## Exercise details
Return, exactly as written, every line from the first line of the data below through the line that contains "fn set(&self, key: &str, value: &str) -> Result<()>;".

================

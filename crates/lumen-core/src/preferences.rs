//! Persisted UI preferences
//!
//! Preferences are cosmetic: a missing or unreadable record falls back to
//! defaults and a failed write is logged, never surfaced.

use crate::{Error, Result};
use serde::{Deserialize, Serialize};
use std::cell::RefCell;
use std::collections::BTreeMap;
use std::path::{Path, PathBuf};
use std::rc::Rc;
use tracing::{debug, warn};

/// Durable key-value storage scoped to one origin/profile
pub trait KeyValueStore {
    fn get(&self, key: &str) -> Option<String>;

    fn set(&self, key: &str, value: &str) -> Result<()>;

    fn remove(&self, key: &str) -> Result<()>;
}

/// In-memory store
#[derive(Debug, Default)]
pub struct MemoryStore {
    entries: RefCell<BTreeMap<String, String>>,
}

impl MemoryStore {
    pub fn new() -> Self {
        Self::default()
    }

    pub fn len(&self) -> usize {
        self.entries.borrow().len()
    }

    pub fn is_empty(&self) -> bool {
        self.entries.borrow().is_empty()
    }
}

impl KeyValueStore for MemoryStore {
    fn get(&self, key: &str) -> Option<String> {
        self.entries.borrow().get(key).cloned()
    }

    fn set(&self, key: &str, value: &str) -> Result<()> {
        self.entries
            .borrow_mut()
            .insert(key.to_string(), value.to_string());
        Ok(())
    }

    fn remove(&self, key: &str) -> Result<()> {
        self.entries.borrow_mut().remove(key);
        Ok(())
    }
}

/// Store persisted as one JSON object on disk
///
/// The whole file is rewritten on every change.
#[derive(Debug)]
pub struct JsonFileStore {
    path: PathBuf,
    entries: RefCell<BTreeMap<String, String>>,
}

impl JsonFileStore {
    /// Open a store; a missing file starts empty, a corrupt one starts empty with a warning
    pub fn open(path: impl AsRef<Path>) -> Result<Self> {
        let path = path.as_ref().to_path_buf();
        let entries = match std::fs::read_to_string(&path) {
            Ok(content) => serde_json::from_str(&content).unwrap_or_else(|e| {
                warn!(path = %path.display(), error = %e, "Store file unreadable, starting empty");
                BTreeMap::new()
            }),
            Err(e) if e.kind() == std::io::ErrorKind::NotFound => BTreeMap::new(),
            Err(e) => return Err(Error::Io(e)),
        };

        debug!(path = %path.display(), keys = entries.len(), "Opened store");

        Ok(Self {
            path,
            entries: RefCell::new(entries),
        })
    }

    pub fn path(&self) -> &Path {
        &self.path
    }

    fn flush(&self) -> Result<()> {
        let content = serde_json::to_string_pretty(&*self.entries.borrow())?;
        if let Some(parent) = self.path.parent().filter(|p| !p.as_os_str().is_empty()) {
            std::fs::create_dir_all(parent)?;
        }
        std::fs::write(&self.path, content)?;
        Ok(())
    }
}

impl KeyValueStore for JsonFileStore {
    fn get(&self, key: &str) -> Option<String> {
        self.entries.borrow().get(key).cloned()
    }

    fn set(&self, key: &str, value: &str) -> Result<()> {
        self.entries
            .borrow_mut()
            .insert(key.to_string(), value.to_string());
        self.flush()
    }

    fn remove(&self, key: &str) -> Result<()> {
        self.entries.borrow_mut().remove(key);
        self.flush()
    }
}

/// Subtitle language preference: a language code or off
#[derive(Debug, Clone, PartialEq, Eq, Default, Serialize, Deserialize)]
#[serde(from = "String", into = "String")]
pub enum SubtitlePreference {
    #[default]
    Off,
    Language(String),
}

impl From<String> for SubtitlePreference {
    fn from(value: String) -> Self {
        if value.is_empty() || value.eq_ignore_ascii_case("off") {
            SubtitlePreference::Off
        } else {
            SubtitlePreference::Language(value)
        }
    }
}

impl From<SubtitlePreference> for String {
    fn from(value: SubtitlePreference) -> Self {
        match value {
            SubtitlePreference::Off => "off".to_string(),
            SubtitlePreference::Language(code) => code,
        }
    }
}

/// Persisted preference record
#[derive(Debug, Clone, PartialEq, Serialize, Deserialize)]
#[serde(default)]
pub struct PreferenceRecord {
    pub playback_rate: f64,
    pub subtitle_language: SubtitlePreference,
}

impl Default for PreferenceRecord {
    fn default() -> Self {
        Self {
            playback_rate: 1.0,
            subtitle_language: SubtitlePreference::Off,
        }
    }
}

/// Partial update; `None` fields keep their stored value
#[derive(Debug, Clone, Default, PartialEq)]
pub struct PreferenceUpdate {
    pub playback_rate: Option<f64>,
    pub subtitle_language: Option<SubtitlePreference>,
}

impl PreferenceUpdate {
    pub fn rate(rate: f64) -> Self {
        Self {
            playback_rate: Some(rate),
            ..Default::default()
        }
    }

    pub fn subtitles(language: SubtitlePreference) -> Self {
        Self {
            subtitle_language: Some(language),
            ..Default::default()
        }
    }
}

/// Reads and writes the preference record in a [`KeyValueStore`]
#[derive(Clone)]
pub struct PreferenceStore {
    store: Rc<dyn KeyValueStore>,
    key: String,
}

impl PreferenceStore {
    pub fn new(store: Rc<dyn KeyValueStore>, namespace: &str) -> Self {
        Self {
            store,
            key: format!("{namespace}.preferences"),
        }
    }

    /// Read the record; missing or malformed data yields defaults
    pub fn load(&self) -> PreferenceRecord {
        let Some(raw) = self.store.get(&self.key) else {
            return PreferenceRecord::default();
        };

        match serde_json::from_str::<PreferenceRecord>(&raw) {
            Ok(record) if record.playback_rate.is_finite() && record.playback_rate > 0.0 => record,
            Ok(record) => {
                warn!(rate = record.playback_rate, "Stored playback rate out of range, using default");
                PreferenceRecord {
                    playback_rate: 1.0,
                    ..record
                }
            }
            Err(e) => {
                warn!(error = %e, "Stored preferences unreadable, using defaults");
                PreferenceRecord::default()
            }
        }
    }

    /// Merge and persist a partial update; failures are logged
    pub fn save(&self, update: PreferenceUpdate) {
        let mut record = self.load();
        if let Some(rate) = update.playback_rate {
            record.playback_rate = rate;
        }
        if let Some(language) = update.subtitle_language {
            record.subtitle_language = language;
        }

        let result = serde_json::to_string(&record)
            .map_err(Error::from)
            .and_then(|json| self.store.set(&self.key, &json));

        match result {
            Ok(()) => debug!(?record, "Preferences saved"),
            Err(e) => warn!(error = %e, "Failed to save preferences"),
        }
    }
}

#[cfg(test)]
mod tests {
    use super::*;

    fn store() -> (Rc<MemoryStore>, PreferenceStore) {
        let backing = Rc::new(MemoryStore::new());
        let prefs = PreferenceStore::new(backing.clone(), "lumen");
        (backing, prefs)
    }

    #[test]
    fn test_defaults_when_missing() {
        let (_, prefs) = store();
        let record = prefs.load();
        assert_eq!(record.playback_rate, 1.0);
        assert_eq!(record.subtitle_language, SubtitlePreference::Off);
    }

    #[test]
    fn test_partial_save_merges() {
        let (_, prefs) = store();
        prefs.save(PreferenceUpdate::subtitles(SubtitlePreference::Language("bn".into())));
        prefs.save(PreferenceUpdate::rate(1.25));

        let record = prefs.load();
        assert_eq!(record.playback_rate, 1.25);
        assert_eq!(record.subtitle_language, SubtitlePreference::Language("bn".into()));
    }

    #[test]
    fn test_corrupt_record_yields_defaults() {
        let (backing, prefs) = store();
        backing.set("lumen.preferences", "{not json").unwrap();
        assert_eq!(prefs.load(), PreferenceRecord::default());

        backing.set("lumen.preferences", r#"{"playback_rate": -3}"#).unwrap();
        assert_eq!(prefs.load().playback_rate, 1.0);
    }

    #[test]
    fn test_off_sentinel_on_the_wire() {
        let (backing, prefs) = store();
        prefs.save(PreferenceUpdate::subtitles(SubtitlePreference::Off));
        let raw = backing.get("lumen.preferences").unwrap();
        assert!(raw.contains(r#""subtitle_language":"off""#));
    }

    #[test]
    fn test_json_file_store_persists() {
        let dir = tempfile::tempdir().unwrap();
        let path = dir.path().join("nested").join("store.json");

        let store = JsonFileStore::open(&path).unwrap();
        store.set("lumen.preferences", r#"{"playback_rate":1.5}"#).unwrap();
        drop(store);

        let reopened = JsonFileStore::open(&path).unwrap();
        assert_eq!(
            reopened.get("lumen.preferences").as_deref(),
            Some(r#"{"playback_rate":1.5}"#)
        );
    }

    #[test]
    fn test_json_file_store_corrupt_file_opens_empty() {
        let dir = tempfile::tempdir().unwrap();
        let path = dir.path().join("store.json");
        std::fs::write(&path, "garbage").unwrap();

        let store = JsonFileStore::open(&path).unwrap();
        assert!(store.get("anything").is_none());
    }
}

================

## Output of the exercise
filename crates/lumen-core/src/preferences.rs
//! Persisted UI preferences
//!
//! Preferences are cosmetic: a missing or unreadable record falls back to
//! defaults and a failed write is logged, never surfaced.

use crate::{Error, Result};
use serde::{Deserialize, Serialize};
use std::cell::RefCell;
use std::collections::BTreeMap;
use std::path::{Path, PathBuf};
use std::rc::Rc;
use tracing::{debug, warn};

/// Durable key-value storage scoped to one origin/profile
pub trait KeyValueStore {
    fn get(&self, key: &str) -> Option<String>;

    fn set(&self, key: &str, value: &str) -> Result<()>;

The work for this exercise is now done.